I wrestled with what to do all day. I couldn’t even imagine going back down there, they most certainly had my attention now, but the chickens needed to go in and out.  Leaving the door open, in the past, had led to some serious flock losses – those chickens have their own list of predators. The door had to be opened and closed, and the chickens fed and I had to do this without being stung repetitively.

So what, in the end, did Miss I love nature and try to be natural all the time do? I bought the    pesticide, the kind that you can spray from up to 25 feet away:  it even came in a handy cost saving 2-pack. That night, I followed all the guidance I had read and armed myself to do battle. Carhart work pants, thick wool socks and boots, pants tucked into socks….check. Long sleeve heavy army shirt, with another long sleeve TAN colored work shirt on top of that just for good measure, buttoned from neck to bottom…check. One wool cap…no, that’s not enough, add another cap and safety glasses…check. Finally, good work gloves were added to the ensemble. This was not appropriate summer wear, and I’m sure I was a sight to behold, but I defied any hornet to find access to my body this night. It was dark when I went down there, but I dared not turn on my headlamp. The moon lit the night enough that I could see alright, and I knew exactly where the nest and entrances were so I let ’em have it.  I sprayed and sprayed some more, soaking the nest as per directions. Seemingly nothing happened; it was all rather anti-climactic with only a few hornets flying in and out. Trudged back up the hill, this time slowly taking off layers of protective wear and wondering if I had done the right thing or anything at all.
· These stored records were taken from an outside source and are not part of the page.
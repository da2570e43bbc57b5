//! Sync Gateway
//!
//! Serves the file sync API over HTTP until interrupted.

use anyhow::Context;
use clap::Parser;
use std::path::PathBuf;
use tracing::{error, info, warn};

use sync_gateway::logging::{self, LogSettings};
use sync_gateway::{ApiServer, Gateway, GatewayConfig};

// =============================================================================
// CLI Arguments
// =============================================================================

/// Sync Gateway - file synchronization and sharing over pluggable storage
#[derive(Parser, Debug)]
#[command(author, version, about, long_about = None)]
struct Args {
    /// YAML configuration file; defaults apply when omitted
    #[arg(short, long, env = "SYNC_GATEWAY_CONFIG")]
    config: Option<PathBuf>,

    /// REST API bind address, overrides server.addr
    #[arg(long, env = "SYNC_GATEWAY_ADDR")]
    addr: Option<String>,

    /// Registry node id, overrides registry.node_id
    #[arg(long, env = "SYNC_GATEWAY_NODE_ID")]
    node_id: Option<String>,

    /// Registry role, overrides registry.role
    #[arg(long, env = "SYNC_GATEWAY_ROLE")]
    role: Option<String>,

    /// Log level (trace, debug, info, warn, error)
    #[arg(long, env = "SYNC_GATEWAY_LOG_LEVEL", default_value = "info")]
    log_level: String,

    /// Output logs as JSON
    #[arg(long, env = "SYNC_GATEWAY_LOG_JSON")]
    log_json: bool,

    /// Write the application log to this file instead of stdout
    #[arg(long, env = "SYNC_GATEWAY_LOG_FILE")]
    log_file: Option<PathBuf>,

    /// Write the HTTP access log to its own file
    #[arg(long, env = "SYNC_GATEWAY_ACCESS_LOG_FILE")]
    access_log_file: Option<PathBuf>,
}

// =============================================================================
// Main
// =============================================================================

#[tokio::main]
async fn main() -> anyhow::Result<()> {
    let args = Args::parse();

    logging::init(&LogSettings {
        level: args.log_level.clone(),
        json: args.log_json,
        file: args.log_file.clone(),
        access_file: args.access_log_file.clone(),
    })
    .context("failed to initialize logging")?;

    let config = load_config(&args)?;

    info!("Starting Sync Gateway");
    info!("  Version: {}", sync_gateway::VERSION);
    info!("  REST API: {}", config.server.addr);
    info!("  Shutdown timeout: {}s", config.server.shutdown_timeout_secs);
    info!("  Backends: {}", config.backends.len());
    info!("  Staging: {}", config.chunks.staging_dir.display());

    let gateway = Gateway::build(config)
        .await
        .context("failed to initialize gateway")?;

    if gateway.tokens.users().is_empty() {
        warn!("No users configured; every login will be rejected");
    }

    gateway
        .register_self()
        .context("failed to register in node registry")?;

    for (backend, healthy) in gateway.facade.health_check().await {
        if !healthy {
            warn!(backend = %backend, "Backend failed its startup health check");
        }
    }

    let server = ApiServer::new(
        gateway.server_config().context("invalid server settings")?,
        gateway.app_state(),
    );
    let shutdown = server.shutdown_handle();
    let background = gateway.spawn_background(&shutdown);

    let signal_shutdown = shutdown.clone();
    tokio::spawn(async move {
        match tokio::signal::ctrl_c().await {
            Ok(()) => info!("Interrupt received, shutting down"),
            Err(e) => error!("Failed to listen for interrupt: {}", e),
        }
        let _ = signal_shutdown.send(());
    });

    let result = server.run().await;
    let _ = shutdown.send(());
    for handle in background {
        let _ = handle.await;
    }

    if let Err(e) = gateway.registry.unregister(&gateway.config().registry.node_id) {
        warn!("Failed to unregister: {}", e);
    }

    result.context("REST server failed")?;
    info!("Gateway shutdown complete");
    Ok(())
}

fn load_config(args: &Args) -> anyhow::Result<GatewayConfig> {
    let mut config = match &args.config {
        Some(path) => GatewayConfig::from_file(path)
            .with_context(|| format!("failed to load {}", path.display()))?,
        None => GatewayConfig::from_yaml("{}").context("invalid default configuration")?,
    };

    if let Some(addr) = &args.addr {
        config.server.addr = addr.clone();
    }
    if let Some(node_id) = &args.node_id {
        config.registry.node_id = node_id.clone();
    }
    if let Some(role) = &args.role {
        config.registry.role = role.clone();
    }
    config.validate().context("invalid configuration")?;
    Ok(config)
}
//! Gateway Metrics
//!
//! Prometheus collectors for the data plane and the chunk assembler. Each
//! gateway owns its own [`Registry`] so several instances (and tests) can
//! coexist in one process.

use crate::error::{Error, Result};
use prometheus::{
    Encoder, HistogramOpts, HistogramVec, IntCounter, IntCounterVec, IntGauge, Opts, Registry,
    TextEncoder,
};

/// Outcome label values
pub mod outcome {
    pub const OK: &str = "ok";
    pub const ERROR: &str = "error";
    pub const COMPLETED: &str = "completed";
    pub const ABORTED: &str = "aborted";
    pub const EXPIRED: &str = "expired";
    pub const FAILED: &str = "failed";
}

/// Collectors exposed on `/metrics`
#[derive(Clone)]
pub struct GatewayMetrics {
    registry: Registry,
    /// Uploads by backend and outcome
    pub uploads: IntCounterVec,
    /// Downloads by backend
    pub downloads: IntCounterVec,
    /// Bytes published by backend
    pub bytes_uploaded: IntCounterVec,
    /// Uploads rejected for a checksum mismatch, by backend
    pub checksum_failures: IntCounterVec,
    /// Chunk slots accepted
    pub chunks_received: IntCounter,
    /// Chunked transfers by terminal outcome
    pub transfers: IntCounterVec,
    /// Chunked transfers currently tracked
    pub active_transfers: IntGauge,
    /// Facade operation latency by operation name
    pub operation_duration: HistogramVec,
}

fn register_err(e: prometheus::Error) -> Error {
    Error::Internal(format!("metrics registration failed: {}", e))
}

impl GatewayMetrics {
    pub fn new() -> Result<Self> {
        let registry = Registry::new_custom(Some("sync_gateway".to_string()), None)
            .map_err(register_err)?;

        let uploads = IntCounterVec::new(
            Opts::new("uploads_total", "Uploads by backend and outcome"),
            &["backend", "outcome"],
        )
        .map_err(register_err)?;
        let downloads = IntCounterVec::new(
            Opts::new("downloads_total", "Downloads by backend"),
            &["backend"],
        )
        .map_err(register_err)?;
        let bytes_uploaded = IntCounterVec::new(
            Opts::new("uploaded_bytes_total", "Bytes published by backend"),
            &["backend"],
        )
        .map_err(register_err)?;
        let checksum_failures = IntCounterVec::new(
            Opts::new("checksum_failures_total", "Uploads rejected for checksum mismatch"),
            &["backend"],
        )
        .map_err(register_err)?;
        let chunks_received = IntCounter::new("chunks_received_total", "Chunk slots accepted")
            .map_err(register_err)?;
        let transfers = IntCounterVec::new(
            Opts::new("chunked_transfers_total", "Chunked transfers by outcome"),
            &["outcome"],
        )
        .map_err(register_err)?;
        let active_transfers = IntGauge::new("chunked_transfers_active", "Open chunked transfers")
            .map_err(register_err)?;
        let operation_duration = HistogramVec::new(
            HistogramOpts::new("operation_duration_seconds", "Storage operation latency"),
            &["operation"],
        )
        .map_err(register_err)?;

        registry.register(Box::new(uploads.clone())).map_err(register_err)?;
        registry.register(Box::new(downloads.clone())).map_err(register_err)?;
        registry.register(Box::new(bytes_uploaded.clone())).map_err(register_err)?;
        registry.register(Box::new(checksum_failures.clone())).map_err(register_err)?;
        registry.register(Box::new(chunks_received.clone())).map_err(register_err)?;
        registry.register(Box::new(transfers.clone())).map_err(register_err)?;
        registry.register(Box::new(active_transfers.clone())).map_err(register_err)?;
        registry.register(Box::new(operation_duration.clone())).map_err(register_err)?;

        Ok(Self {
            registry,
            uploads,
            downloads,
            bytes_uploaded,
            checksum_failures,
            chunks_received,
            transfers,
            active_transfers,
            operation_duration,
        })
    }

    /// Render all collectors in the text exposition format.
    ///
    /// Returns the content type and the encoded body.
    pub fn encode(&self) -> Result<(String, Vec<u8>)> {
        let encoder = TextEncoder::new();
        let mut buffer = Vec::new();
        encoder
            .encode(&self.registry.gather(), &mut buffer)
            .map_err(|e| Error::Internal(format!("metrics encoding failed: {}", e)))?;
        Ok((encoder.format_type().to_string(), buffer))
    }
}

impl std::fmt::Debug for GatewayMetrics {
    fn fmt(&self, f: &mut std::fmt::Formatter<'_>) -> std::fmt::Result {
        f.debug_struct("GatewayMetrics").finish_non_exhaustive()
    }
}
In my recent visits, there still seem to be a few buzzing around, but I think the damage has been done. This weekend I will knock the nest down, dressed again in battle gear, just in case, and dispose of it properly. The chickens will be able to come and go and I will not have to risk welts, stings and pain to care for them. Still have to watch for snakes, and ground wasps  – oh cool days of fall I will welcome your arrival. I hated using chemicals, and destroying the nest. On its own, in a place not associated with my dwellings, these nests are actually works of art and beauty. I hated destroying, just like I hated killing the snake last year, but sometimes I have found, on the homestead you just have to do these things. Through it all, I still try to maintain and appreciate a reverence for nature and life. Not every bald-faced hornets nest or snake is to be feared and destroyed.  Each serves a purpose and has a place in the environment and most of the time I do believe we can coexist.